The Labour leader called for more proficiency in the English language as part of his One Nation ideal.

He also admitted Labour had made mistakes in tackling the "realities of segregation" in struggling communities.

Ministers accused Mr Miliband of "hollow" words, saying Labour had failed to back coalition measures to tighten up immigration.

The Labour leader said he was proud of "multi-ethnic, diverse Britain", but accepted people had anxieties about immigration.

Among his proposals to improve integration is banning those without high proficiency in English from some public sector jobs that involve working closely with people, such as home helps.

Mr Miliband also said that local authorities should cut their translation services if that would protect their budgets for language classes.

'Immigration anxiety'

His speech in south London came just days after the 2011 Census showed that fewer than half the people living in London are white British.


Ed Miliband's speech was clearly an attempt to reposition Labour on immigration.

With this One Nation approach, he tried to reach out to two different groups - those who choose to settle in the UK and those who feel resentful about the number of people doing so.

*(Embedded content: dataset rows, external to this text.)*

// /////////////////////////////////////////////////////////////////////////////
// Stageflow
// SPDX-License-Identifier: BSD-3-Clause
// See LICENSE file in the project root.
// /////////////////////////////////////////////////////////////////////////////
//! A process-wide (or per-instance) keyed store of validated pipelines.

use std::collections::HashMap;
use std::sync::{Arc, OnceLock};

use parking_lot::RwLock;
use stageflow_domain::StageflowError;

use crate::graph::StageGraph;

/// A name-keyed store of [`StageGraph`]s.
///
/// Registration is idempotent for the same name mapping to an equivalent
/// graph identity; registering a different graph under a name that is
/// already taken is rejected unless the caller explicitly asks to
/// overwrite via [`Registry::replace`].
#[derive(Default)]
pub struct Registry {
    pipelines: RwLock<HashMap<String, Arc<StageGraph>>>,
}

impl Registry {
    /// Creates an empty, independent registry.
    pub fn new() -> Self {
        Self::default()
    }

    /// Registers `graph` under its own name.
    ///
    /// # Errors
    /// Returns [`StageflowError::Internal`] if a *different* graph is
    /// already registered under this name; re-registering the exact same
    /// `Arc` is a no-op.
    pub fn register(&self, graph: Arc<StageGraph>) -> Result<(), StageflowError> {
        let name = graph.name().to_string();
        let mut pipelines = self.pipelines.write();
        if let Some(existing) = pipelines.get(&name) {
            if !Arc::ptr_eq(existing, &graph) {
                return Err(StageflowError::Internal(format!(
                    "pipeline '{name}' is already registered; use replace() to overwrite it"
                )));
            }
            return Ok(());
        }
        pipelines.insert(name, graph);
        Ok(())
    }

    /// Registers `graph` under its own name, overwriting any existing
    /// registration with that name.
    pub fn replace(&self, graph: Arc<StageGraph>) {
        let name = graph.name().to_string();
        self.pipelines.write().insert(name, graph);
    }

    /// Looks up a pipeline by name.
    ///
    /// # Errors
    /// Returns [`StageflowError::PipelineNotFound`] if no pipeline is
    /// registered under `name`.
    pub fn get(&self, name: &str) -> Result<Arc<StageGraph>, StageflowError> {
        self.pipelines
            .read()
            .get(name)
            .cloned()
            .ok_or_else(|| StageflowError::PipelineNotFound { name: name.to_string() })
    }

    /// Names of every registered pipeline.
    pub fn names(&self) -> Vec<String> {
        self.pipelines.read().keys().cloned().collect()
    }
}

static GLOBAL: OnceLock<Registry> = OnceLock::new();

/// The process-wide registry instance, lazily created on first use.
pub fn global() -> &'static Registry {
    GLOBAL.get_or_init(Registry::new)
}

#[cfg(test)]
mod tests {
    use super::*;
    use crate::builder::PipelineBuilder;
    use crate::context::StageContext;
    use crate::stage::Stage;
    use async_trait::async_trait;
    use stageflow_domain::StageOutput;
    use std::collections::HashMap as Map;

    struct NoOp;
    #[async_trait]
    impl Stage for NoOp {
        async fn execute(&self, _ctx: &StageContext) -> StageOutput {
            StageOutput::ok(Map::new(), 0)
        }
    }

    fn graph(name: &str) -> Arc<StageGraph> {
        Arc::new(PipelineBuilder::new(name).stage("a", Arc::new(NoOp)).build().unwrap())
    }

    #[test]
    fn lookup_of_unregistered_name_fails() {
        let registry = Registry::new();
        let err = registry.get("missing").unwrap_err();
        assert_eq!(err.code(), "PIPELINE_NOT_FOUND");
    }

    #[test]
    fn registering_a_different_graph_under_the_same_name_is_rejected() {
        let registry = Registry::new();
        registry.register(graph("p")).unwrap();
        let err = registry.register(graph("p")).unwrap_err();
        assert!(err.to_string().contains("already registered"));
    }

    #[test]
    fn replace_overwrites_without_error() {
        let registry = Registry::new();
        registry.register(graph("p")).unwrap();
        registry.replace(graph("p"));
        assert!(registry.get("p").is_ok());
    }
}
impl PipelineContext {
    /// Starts a fresh, top-level run.
    pub fn new(snapshot: ContextSnapshot, event_sink: Arc<dyn EventSink>) -> Arc<Self> {
        let (cancel_tx, cancel_rx) = watch::channel(false);
        Arc::new(Self {
            run_id: snapshot.run_id,
            snapshot: Arc::new(snapshot),
            data: Arc::new(ContextBag::new()),
            event_sink,
            cancel_tx,
            cancel_rx,
            cancel_reason: RwLock::new(None),
            timer: PipelineTimer::new(),
            capabilities: Capabilities::default(),
            config: Value::Null,
            parent_data: None,
            parent_run_id: None,
            parent_stage_id: None,
            correlation_id: None,
        })
    }

    /// Attaches capability ports. Chain this directly off [`Self::new`],
    /// before the returned `Arc` is cloned or shared with anything else.
    ///
    /// # Panics
    /// Panics if called on an `Arc` that already has another clone or weak
    /// reference outstanding.
    #[must_use]
    pub fn with_capabilities(mut self: Arc<Self>, capabilities: Capabilities) -> Arc<Self> {
        Arc::get_mut(&mut self).expect("with_capabilities called after the context was shared").capabilities =
            capabilities;
        self
    }

    /// Attaches a free-form config value, readable by every stage via
    /// [`StageContext::config`]. Chain this directly off [`Self::new`],
    /// before the returned `Arc` is cloned or shared with anything else.
    ///
    /// # Panics
    /// Panics if called on an `Arc` that already has another clone or weak
    /// reference outstanding.
    #[must_use]
    pub fn with_config(mut self: Arc<Self>, config: Value) -> Arc<Self> {
        Arc::get_mut(&mut self).expect("with_config called after the context was shared").config = config;
        self
    }

    /// The identifier of this run.
    pub fn run_id(&self) -> RunId {
        self.run_id
    }

    /// The immutable snapshot this run was started from.
    pub fn snapshot(&self) -> &ContextSnapshot {
        &self.snapshot
    }

    /// The run's capability ports.
    pub fn capabilities(&self) -> &Capabilities {
        &self.capabilities
    }

    /// The run's free-form config value.
    pub fn config(&self) -> &Value {
        &self.config
    }

    /// Milliseconds elapsed since the run began.
    pub fn elapsed_ms(&self) -> u64 {
        self.timer.elapsed_ms()
    }

    /// A frozen, read-only view of the parent run's data at the moment
    /// this subrun was forked, for subruns. Not a live reference: the
    /// parent keeps mutating its own bag independently.
    pub fn parent_data(&self) -> Option<&ParentDataView> {
        self.parent_data.as_ref()
    }

    /// Reads a value the parent had written at fork time, for subruns.
    pub fn get_parent_data(&self, key: &str) -> Option<&Value> {
        self.parent_data.as_ref().and_then(|view| view.get(key))
    }

    /// The parent's run id, for subruns.
    pub fn parent_run_id(&self) -> Option<RunId> {
        self.parent_run_id
    }

    /// The name of the stage that forked this subrun, for subruns.
    pub fn parent_stage_id(&self) -> Option<&str> {
        self.parent_stage_id.as_deref()
    }

    /// The correlation id linking a subrun back to its ancestry.
    pub fn correlation_id(&self) -> Option<&str> {
        self.correlation_id.as_deref()
    }

    /// Whether this run has been cancelled.
    pub fn is_cancelled(&self) -> bool {
        *self.cancel_rx.borrow()
    }

    /// A receiver that resolves the next time this run is cancelled; used
    /// by the executor to race against in-flight stage futures.
    pub fn cancellation(&self) -> watch::Receiver<bool> {
        self.cancel_rx.clone()
    }

    /// The reason this run was cancelled, if it was.
    pub fn cancel_reason(&self) -> Option<String> {
        self.cancel_reason.read().clone()
    }

    /// Marks this run as cancelled with no specific reason recorded.
    pub fn mark_cancelled(&self) {
        self.mark_cancelled_with_reason("cancelled");
    }

    /// Marks this run as cancelled, recording why.
    pub fn mark_cancelled_with_reason(&self, reason: impl Into<String>) {
        *self.cancel_reason.write() = Some(reason.into());
        let _ = self.cancel_tx.send(true);
    }

    /// Emits a wide event, enriching its data with run-identifying fields.
    pub async fn emit(&self, event_type: &str, data: Value) {
        let enriched = enrich(data, self.run_id, self.parent_run_id, None);
        self.event_sink.emit(event_type, enriched).await;
    }

    /// Fires a wide event without waiting for the sink to accept it. The
    /// caller's path is never slowed or failed by a stalled or broken sink;
    /// the event is simply dropped if the emission doesn't finish.
    pub fn try_emit(self: &Arc<Self>, event_type: impl Into<String>, data: Value) {
        let event_type = event_type.into();
        let this = self.clone();
        tokio::spawn(async move {
            this.emit(&event_type, data).await;
        });
    }

    /// Forks a child [`PipelineContext`] for a subpipeline run.
    ///
    /// The child gets a fresh context bag, a frozen (cloned, not live) view
    /// of the parent's data readable via [`PipelineContext::get_parent_data`],
    /// the same event sink, and its own fresh (not pre-cancelled)
    /// cancellation state — callers that want cancellation to propagate from
    /// parent to child must observe both the parent's and the child's
    /// `cancellation()` receivers, which [`crate::subrun::fork`] does for
    /// them. The child holds no pointer back to the parent context itself,
    /// only this frozen data and the parent's identity, avoiding a cyclic
    /// parent/child reference.
    pub fn fork_for_subpipeline(
        self: &Arc<Self>,
        child_run_id: RunId,
        parent_stage_id: impl Into<String>,
        correlation_id: impl Into<String>,
    ) -> Arc<Self> {
        let (cancel_tx, cancel_rx) = watch::channel(false);
        let mut child_snapshot = (*self.snapshot).clone();
        child_snapshot.run_id = child_run_id;
        Arc::new(Self {
            run_id: child_run_id,
            snapshot: Arc::new(child_snapshot),
            data: Arc::new(ContextBag::new()),
            event_sink: self.event_sink.clone(),
            cancel_tx,
            cancel_rx,
            cancel_reason: RwLock::new(None),
            timer: PipelineTimer::new(),
            capabilities: self.capabilities.clone(),
            config: self.config.clone(),
            parent_data: Some(ParentDataView::from_bag(&self.data)),
            parent_run_id: Some(self.run_id),
            parent_stage_id: Some(parent_stage_id.into()),
            correlation_id: Some(correlation_id.into()),
        })
    }
}
// /////////////////////////////////////////////////////////////////////////////
// Stageflow
// SPDX-License-Identifier: BSD-3-Clause
// See LICENSE file in the project root.
// /////////////////////////////////////////////////////////////////////////////
//! Opaque capability ports forwarded to stages.
//!
//! The engine never interprets these — it only carries them from wherever
//! the caller configured a run to whatever stage asks for them. Concrete
//! persistence, LLM, and audio implementations live entirely outside this
//! crate.

use std::any::Any;
use std::sync::Arc;

/// Core, engine-agnostic capabilities a host application may wire in: a
/// persistence backend, a status-callback sink, a call logger, a retry
/// policy, and a distributed lock. Each is an opaque trait object; the
/// engine forwards whichever ones are present without calling through any
/// of them itself.
#[derive(Clone, Default)]
pub struct CoreCapabilities {
    /// Opaque persistence handle.
    pub persistence: Option<Arc<dyn Any + Send + Sync>>,
    /// Opaque status-callback handle.
    pub status_callback: Option<Arc<dyn Any + Send + Sync>>,
    /// Opaque call-logger handle.
    pub call_logger: Option<Arc<dyn Any + Send + Sync>>,
    /// Opaque retry-policy handle.
    pub retry: Option<Arc<dyn Any + Send + Sync>>,
    /// Opaque distributed-lock handle.
    pub lock: Option<Arc<dyn Any + Send + Sync>>,
}

impl std::fmt::Debug for CoreCapabilities {
    fn fmt(&self, f: &mut std::fmt::Formatter<'_>) -> std::fmt::Result {
        f.debug_struct("CoreCapabilities")
            .field("persistence", &self.persistence.is_some())
            .field("status_callback", &self.status_callback.is_some())
            .field("call_logger", &self.call_logger.is_some())
            .field("retry", &self.retry.is_some())
            .field("lock", &self.lock.is_some())
            .finish()
    }
}

/// A single opaque handle for LLM capabilities; the engine never calls
/// through it, only hands it to stages that declare they need it.
#[derive(Clone, Default)]
pub struct LlmCapabilities {
    /// Opaque LLM client handle.
    pub client: Option<Arc<dyn Any + Send + Sync>>,
}

impl std::fmt::Debug for LlmCapabilities {
    fn fmt(&self, f: &mut std::fmt::Formatter<'_>) -> std::fmt::Result {
        f.debug_struct("LlmCapabilities").field("client", &self.client.is_some()).finish()
    }
}

/// A single opaque handle for audio capabilities, symmetrical to
/// [`LlmCapabilities`].
#[derive(Clone, Default)]
pub struct AudioCapabilities {
    /// Opaque audio client handle.
    pub client: Option<Arc<dyn Any + Send + Sync>>,
}

impl std::fmt::Debug for AudioCapabilities {
    fn fmt(&self, f: &mut std::fmt::Formatter<'_>) -> std::fmt::Result {
        f.debug_struct("AudioCapabilities").field("client", &self.client.is_some()).finish()
    }
}

/// The full bundle of capability ports carried on a run.
#[derive(Clone, Debug, Default)]
pub struct Capabilities {
    /// Core ports.
    pub core: CoreCapabilities,
    /// LLM port.
    pub llm: LlmCapabilities,
    /// Audio port.
    pub audio: AudioCapabilities,
}

#[cfg(test)]
mod tests {
    use super::*;

    #[test]
    fn default_capabilities_have_nothing_wired() {
        let caps = Capabilities::default();
        assert!(caps.core.persistence.is_none());
        assert!(caps.llm.client.is_none());
        assert!(caps.audio.client.is_none());
    }
}
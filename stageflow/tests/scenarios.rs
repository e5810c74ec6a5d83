// /////////////////////////////////////////////////////////////////////////////
// Stageflow
// SPDX-License-Identifier: BSD-3-Clause
// See LICENSE file in the project root.
// /////////////////////////////////////////////////////////////////////////////

//! End-to-end scenarios exercising a full build -> execute cycle through the
//! public API: a linear chain, parallel fan-in, cycle detection, mid-run
//! cancellation, and write-conflict detection.

use std::collections::HashMap;
use std::sync::atomic::{AtomicBool, Ordering};
use std::sync::Arc;
use std::time::Duration;

use async_trait::async_trait;
use serde_json::{json, Value};

use stageflow::prelude::*;

fn snapshot_with(input_text: &str) -> ContextSnapshot {
    ContextSnapshot::new(RunId::new(), CallerIdentity::default(), input_text)
}

fn run_ctx(snapshot: ContextSnapshot, sink: Arc<RecordingEventSink>) -> Arc<PipelineContext> {
    PipelineContext::new(snapshot, sink)
}

struct Echo;
#[async_trait]
impl Stage for Echo {
    async fn execute(&self, ctx: &StageContext) -> StageOutput {
        let text = ctx.snapshot().input_text.as_str();
        let mut data = HashMap::new();
        data.insert("echo".to_string(), Value::String(text.to_string()));
        StageOutput::ok(data, 0)
    }
}

#[tokio::test]
async fn single_stage_echoes_input() {
    let graph = PipelineBuilder::new("echo-pipeline").stage("echo", Arc::new(Echo)).build().unwrap();
    let sink = Arc::new(RecordingEventSink::new());
    let ctx = run_ctx(snapshot_with("Hello"), sink.clone());

    let outcome = execute(&graph, ctx, &InterceptorChain::empty(), RunOptions::default()).await;

    let results = match outcome {
        ExecutionOutcome::Completed(results) => results,
        other => panic!("expected Completed, got {other:?}"),
    };
    assert_eq!(results["echo"].status, StageStatus::Ok);
    assert_eq!(results["echo"].data["echo"], json!("Hello"));

    assert_eq!(
        sink.event_types(),
        vec!["pipeline.started", "stage.echo.started", "stage.echo.completed", "pipeline.completed"]
    );
}

struct Upper;
#[async_trait]
impl Stage for Upper {
    async fn execute(&self, ctx: &StageContext) -> StageOutput {
        let text = ctx.snapshot().input_text.as_str();
        let mut data = HashMap::new();
        data.insert("text".to_string(), Value::String(text.to_uppercase()));
        StageOutput::ok(data, 0)
    }
}

struct Reverse;
#[async_trait]
impl Stage for Reverse {
    async fn execute(&self, ctx: &StageContext) -> StageOutput {
        let text = ctx.inputs().value_of("upper", "text").and_then(Value::as_str).unwrap_or_default();
        let mut data = HashMap::new();
        data.insert("text".to_string(), Value::String(text.chars().rev().collect()));
        StageOutput::ok(data, 0)
    }
}

struct Summarize;
#[async_trait]
impl Stage for Summarize {
    async fn execute(&self, ctx: &StageContext) -> StageOutput {
        let text = ctx.inputs().value_of("reverse", "text").and_then(Value::as_str).unwrap_or_default();
        let mut data = HashMap::new();
        data.insert("text".to_string(), Value::String(format!("{text} (summary)")));
        StageOutput::ok(data, 0)
    }
}

#[tokio::test]
async fn linear_chain_runs_in_strict_dependency_order() {
    let graph = PipelineBuilder::new("transform-chain")
        .stage("upper", Arc::new(Upper))
        .stage_with_deps("reverse", Arc::new(Reverse), ["upper"])
        .stage_with_deps("summarize", Arc::new(Summarize), ["reverse"])
        .build()
        .unwrap();
    let sink = Arc::new(RecordingEventSink::new());
    let ctx = run_ctx(snapshot_with("abcDEF"), sink.clone());

    let outcome = execute(&graph, ctx, &InterceptorChain::empty(), RunOptions::default()).await;

    let results = match outcome {
        ExecutionOutcome::Completed(results) => results,
        other => panic!("expected Completed, got {other:?}"),
    };
    assert_eq!(results["upper"].data["text"], json!("ABCDEF"));
    assert_eq!(results["reverse"].data["text"], json!("FEDCBA"));
    assert!(results["summarize"].data["text"].as_str().unwrap().starts_with("FEDCBA"));

    let event_types = sink.event_types();
    let starts: Vec<&str> = event_types
        .iter()
        .filter_map(|e| e.strip_suffix(".started").and_then(|e| e.strip_prefix("stage.")))
        .map(|name| match name {
            "upper" => "upper",
            "reverse" => "reverse",
            "summarize" => "summarize",
            other => other,
        })
        .collect();
    assert_eq!(starts, vec!["upper", "reverse", "summarize"]);
}

struct SleepAndWrite {
    key: &'static str,
    millis: u64,
}
#[async_trait]
impl Stage for SleepAndWrite {
    async fn execute(&self, _ctx: &StageContext) -> StageOutput {
        tokio::time::sleep(Duration::from_millis(self.millis)).await;
        let mut data = HashMap::new();
        data.insert(self.key.to_string(), json!(self.millis));
        StageOutput::ok(data, 0)
    }
}

struct FanIn;
#[async_trait]
impl Stage for FanIn {
    async fn execute(&self, ctx: &StageContext) -> StageOutput {
        let mut seen: Vec<&str> = ctx.inputs().available_dependencies().collect();
        seen.sort();
        let mut data = HashMap::new();
        data.insert("seen".to_string(), json!(seen));
        StageOutput::ok(data, 0)
    }
}

#[tokio::test]
async fn independent_branches_fan_in_and_run_in_parallel() {
    let graph = PipelineBuilder::new("fan-in")
        .add(StageSpec::new("a", Arc::new(SleepAndWrite { key: "a", millis: 300 })))
        .add(StageSpec::new("b", Arc::new(SleepAndWrite { key: "b", millis: 250 })))
        .add(StageSpec::new("c", Arc::new(FanIn)).depends_on(["a", "b"]))
        .build()
        .unwrap();
    let sink = Arc::new(RecordingEventSink::new());
    let ctx = run_ctx(snapshot_with(""), sink);

    let start = std::time::Instant::now();
    let outcome = execute(&graph, ctx, &InterceptorChain::empty(), RunOptions::default()).await;
    let elapsed = start.elapsed();

    assert!(elapsed < Duration::from_millis(400), "fan-in took {elapsed:?}, expected parallel execution");
    let results = match outcome {
        ExecutionOutcome::Completed(results) => results,
        other => panic!("expected Completed, got {other:?}"),
    };
    assert_eq!(results["c"].data["seen"], json!(["a", "b"]));
}

struct NoOp;
#[async_trait]
impl Stage for NoOp {
    async fn execute(&self, _ctx: &StageContext) -> StageOutput {
        StageOutput::ok(HashMap::new(), 0)
    }
}

#[test]
fn cycle_is_detected_with_a_deterministic_path() {
    let err = PipelineBuilder::new("cyclic")
        .add(StageSpec::new("a", Arc::new(NoOp)).depends_on(["c"]))
        .add(StageSpec::new("b", Arc::new(NoOp)).depends_on(["a"]))
        .add(StageSpec::new("c", Arc::new(NoOp)).depends_on(["b"]))
        .build()
        .unwrap_err();

    assert_eq!(err.code(), "CYCLE_DETECTED");
    match err {
        StageflowError::CycleDetected { path } => {
            assert_eq!(path.first(), path.last());
            assert_eq!(path.len(), 4);
            for edge in path.windows(2) {
                assert!(["a", "b", "c"].contains(&edge[0].as_str()));
                assert!(["a", "b", "c"].contains(&edge[1].as_str()));
            }
        }
        other => panic!("expected CycleDetected, got {other:?}"),
    }
}

struct QuickFinish;
#[async_trait]
impl Stage for QuickFinish {
    async fn execute(&self, _ctx: &StageContext) -> StageOutput {
        StageOutput::ok(HashMap::new(), 0)
    }
}

struct LongRunning(Arc<AtomicBool>);
#[async_trait]
impl Stage for LongRunning {
    async fn execute(&self, _ctx: &StageContext) -> StageOutput {
        tokio::time::sleep(Duration::from_secs(5)).await;
        self.0.store(true, Ordering::SeqCst);
        StageOutput::ok(HashMap::new(), 0)
    }
}

#[tokio::test]
async fn cancellation_mid_run_returns_partial_results_and_skips_downstream() {
    let long_running_finished = Arc::new(AtomicBool::new(false));
    let graph = PipelineBuilder::new("cancel-mid-run")
        .add(StageSpec::new("a", Arc::new(QuickFinish)))
        .add(StageSpec::new("b", Arc::new(LongRunning(long_running_finished.clone()))).depends_on(["a"]))
        .add(StageSpec::new("c", Arc::new(QuickFinish)).depends_on(["a"]))
        .add(StageSpec::new("d", Arc::new(QuickFinish)).depends_on(["b", "c"]))
        .build()
        .unwrap();
    let sink = Arc::new(RecordingEventSink::new());
    let ctx = run_ctx(snapshot_with(""), sink.clone());

    let run_ctx_handle = ctx.clone();
    let options = RunOptions { cancellation_grace_period: Duration::from_millis(50), ..Default::default() };
    let runner =
        tokio::spawn(async move { execute(&graph, run_ctx_handle, &InterceptorChain::empty(), options).await });

    tokio::time::sleep(Duration::from_millis(50)).await;
    ctx.mark_cancelled_with_reason("caller requested cancellation");

    let outcome = runner.await.unwrap();
    match outcome {
        ExecutionOutcome::Cancelled { partial, .. } => {
            assert!(partial.contains_key("a"));
            assert!(!partial.contains_key("d"));
        }
        other => panic!("expected Cancelled, got {other:?}"),
    }
    assert!(!sink.event_types().iter().any(|e| e == "stage.d.started"));
    assert!(!long_running_finished.load(Ordering::SeqCst));
}

struct WriteShared(Value, u64);
#[async_trait]
impl Stage for WriteShared {
    async fn execute(&self, _ctx: &StageContext) -> StageOutput {
        tokio::time::sleep(Duration::from_millis(self.1)).await;
        let mut data = HashMap::new();
        data.insert("shared".to_string(), self.0.clone());
        StageOutput::ok(data, 0)
    }
}

#[tokio::test]
async fn two_stages_writing_the_same_key_conflict() {
    let graph = PipelineBuilder::new("conflict")
        .add(StageSpec::new("first", Arc::new(WriteShared(json!("from-first"), 10))))
        .add(StageSpec::new("second", Arc::new(WriteShared(json!("from-second"), 60))))
        .build()
        .unwrap();
    let sink = Arc::new(RecordingEventSink::new());
    let ctx = run_ctx(snapshot_with(""), sink.clone());

    let outcome = execute(&graph, ctx, &InterceptorChain::empty(), RunOptions::default()).await;

    match outcome {
        ExecutionOutcome::Failed { error, .. } => {
            assert_eq!(error.code(), "CONTRACT_CONFLICT");
        }
        other => panic!("expected Failed with a contract conflict, got {other:?}"),
    }
    assert!(sink.event_types().contains(&"pipeline.failed".to_string()));
}
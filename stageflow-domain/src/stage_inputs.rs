// /////////////////////////////////////////////////////////////////////////////
// Stageflow
// SPDX-License-Identifier: BSD-3-Clause
// See LICENSE file in the project root.
// /////////////////////////////////////////////////////////////////////////////
//! A stage's read-only view over the outputs of its declared dependencies.

use crate::stage_output::StageOutput;
use serde_json::Value;
use std::collections::HashMap;

/// The outputs of a stage's declared dependencies, scoped so a stage can
/// only see what it depends on. Stages that want visibility into arbitrary
/// upstream output must declare that dependency explicitly; there is no
/// back door into the rest of the run's results.
#[derive(Debug, Clone)]
pub struct StageInputs {
    outputs: HashMap<String, StageOutput>,
}

impl StageInputs {
    /// Builds the input view for a stage, keeping only the entries named in
    /// `dependencies` out of the full `completed` map.
    pub fn new(completed: &HashMap<String, StageOutput>, dependencies: &[String]) -> Self {
        let outputs = dependencies
            .iter()
            .filter_map(|dep| completed.get(dep).map(|out| (dep.clone(), out.clone())))
            .collect();
        Self { outputs }
    }

    /// The full output of a named dependency, if it ran.
    pub fn output_of(&self, dependency: &str) -> Option<&StageOutput> {
        self.outputs.get(dependency)
    }

    /// A single data value written by a named dependency.
    pub fn value_of(&self, dependency: &str, key: &str) -> Option<&Value> {
        self.outputs.get(dependency)?.data.get(key)
    }

    /// Searches `dependencies_in_order` for the first one whose output
    /// carries `key`, returning that value. Unlike [`value_of`](Self::value_of),
    /// the caller does not pick which dependency to read from; this is for
    /// stages that accept a value from whichever of several upstream stages
    /// happened to produce it, preferring earlier entries in the given order.
    pub fn get(&self, key: &str, dependencies_in_order: &[String]) -> Option<&Value> {
        dependencies_in_order.iter().find_map(|dep| self.value_of(dep, key))
    }

    /// Whether a named dependency produced output visible to this stage (it
    /// both ran and was declared as a dependency).
    pub fn has_output(&self, dependency: &str) -> bool {
        self.outputs.contains_key(dependency)
    }

    /// Names of dependencies this view actually has output for (a
    /// dependency that was skipped or never scheduled is absent).
    pub fn available_dependencies(&self) -> impl Iterator<Item = &str> {
        self.outputs.keys().map(String::as_str)
    }

    /// Whether every named dependency produced an `Ok` status.
    pub fn all_ok(&self) -> bool {
        self.outputs.values().all(StageOutput::is_ok)
    }
}

#[cfg(test)]
mod tests {
    use super::*;

    #[test]
    fn only_declared_dependencies_are_visible() {
        let mut completed = HashMap::new();
        completed.insert("a".to_string(), StageOutput::ok(HashMap::new(), 1));
        completed.insert("b".to_string(), StageOutput::ok(HashMap::new(), 1));
        let inputs = StageInputs::new(&completed, &["a".to_string()]);
        assert!(inputs.output_of("a").is_some());
        assert!(inputs.output_of("b").is_none());
    }

    #[test]
    fn all_ok_is_false_when_a_dependency_failed() {
        let mut completed = HashMap::new();
        completed.insert("a".to_string(), StageOutput::fail("bad", 1));
        let inputs = StageInputs::new(&completed, &["a".to_string()]);
        assert!(!inputs.all_ok());
    }

    #[test]
    fn get_searches_dependencies_in_order_and_returns_the_first_match() {
        let mut a_data = HashMap::new();
        a_data.insert("text".to_string(), Value::String("from-a".into()));
        let mut b_data = HashMap::new();
        b_data.insert("text".to_string(), Value::String("from-b".into()));
        let mut completed = HashMap::new();
        completed.insert("a".to_string(), StageOutput::ok(a_data, 1));
        completed.insert("b".to_string(), StageOutput::ok(b_data, 1));
        let deps = vec!["a".to_string(), "b".to_string()];
        let inputs = StageInputs::new(&completed, &deps);

        assert_eq!(inputs.get("text", &deps), Some(&Value::String("from-a".into())));
        assert_eq!(inputs.get("text", &["b".to_string()]), Some(&Value::String("from-b".into())));
        assert_eq!(inputs.get("missing", &deps), None);
    }

    #[test]
    fn has_output_reflects_whether_a_dependency_actually_ran() {
        let mut completed = HashMap::new();
        completed.insert("a".to_string(), StageOutput::ok(HashMap::new(), 1));
        let inputs = StageInputs::new(&completed, &["a".to_string()]);
        assert!(inputs.has_output("a"));
        assert!(!inputs.has_output("b"));
    }
}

Mr Miliband promised to prioritise spending on English language teaching for recent immigrants and increase the supply of affordable housing. But he also pledged stricter transitional arrangements and admitted the previous Labour government did too little to tackle segregation in communities.

While Labour has been strongly opposed to the cap on immigration from outside the EU - a key Conservative policy - Mr Miliband said he would now consider keeping the cap if evidence shows it works.

He's spoken about Labour's failure to address these concerns previously. In one of his first speeches as leader in 2010 he said a failure to listen on immigration was one reason Labour lost the last election.

He hopes the shift in tone will convince voters that Labour won't repeat previous mistakes. But critics say simply controlling numbers won't address underlying concerns about the impact of immigration.

The figures also showed that in 2011, 13% of England and Wales residents - 7.5 million out of a total population of 56.1 million - were born outside the UK.

"People of mixed race are among the fastest-growing group in the population of our country", and this is "a development with which our country is at ease", Mr Miliband said.

Mr Miliband - who spoke with pride of his own parents' history as Jewish refugees from the Holocaust - described his enthusiasm for ethnic diversity in the UK.

"We are stronger for it - and I love Britain for it. It gives us access to new ideas, new perspectives, new energies," he said.

"But at the same time we know there is anxiety about immigration and what it means for our culture. The answer is not to sweep it under the carpet."

In part, that means rejecting the idea that people can "live side by side in their own communities, respecting each other but living separate lives, protected from hatreds but never building a common bond - never learning to appreciate one another", he explained.

On his party's time in government, he said: "The solutions seemed abstract but the problems were real. We talked about 'shared citizenship'.

"But we did too little to tackle the realities of segregation in communities that were struggling to cope."

He criticised cuts to English language teaching despite a rising proportion of children who are non-native speakers.

'Connected, not segregated'

"If we are going to build One Nation, we need to start with everyone in Britain knowing how to speak English. We should expect that of people that come here," he said.

Labour plans to prioritise spending on English language teaching for recent immigrants over non-essential written translation materials.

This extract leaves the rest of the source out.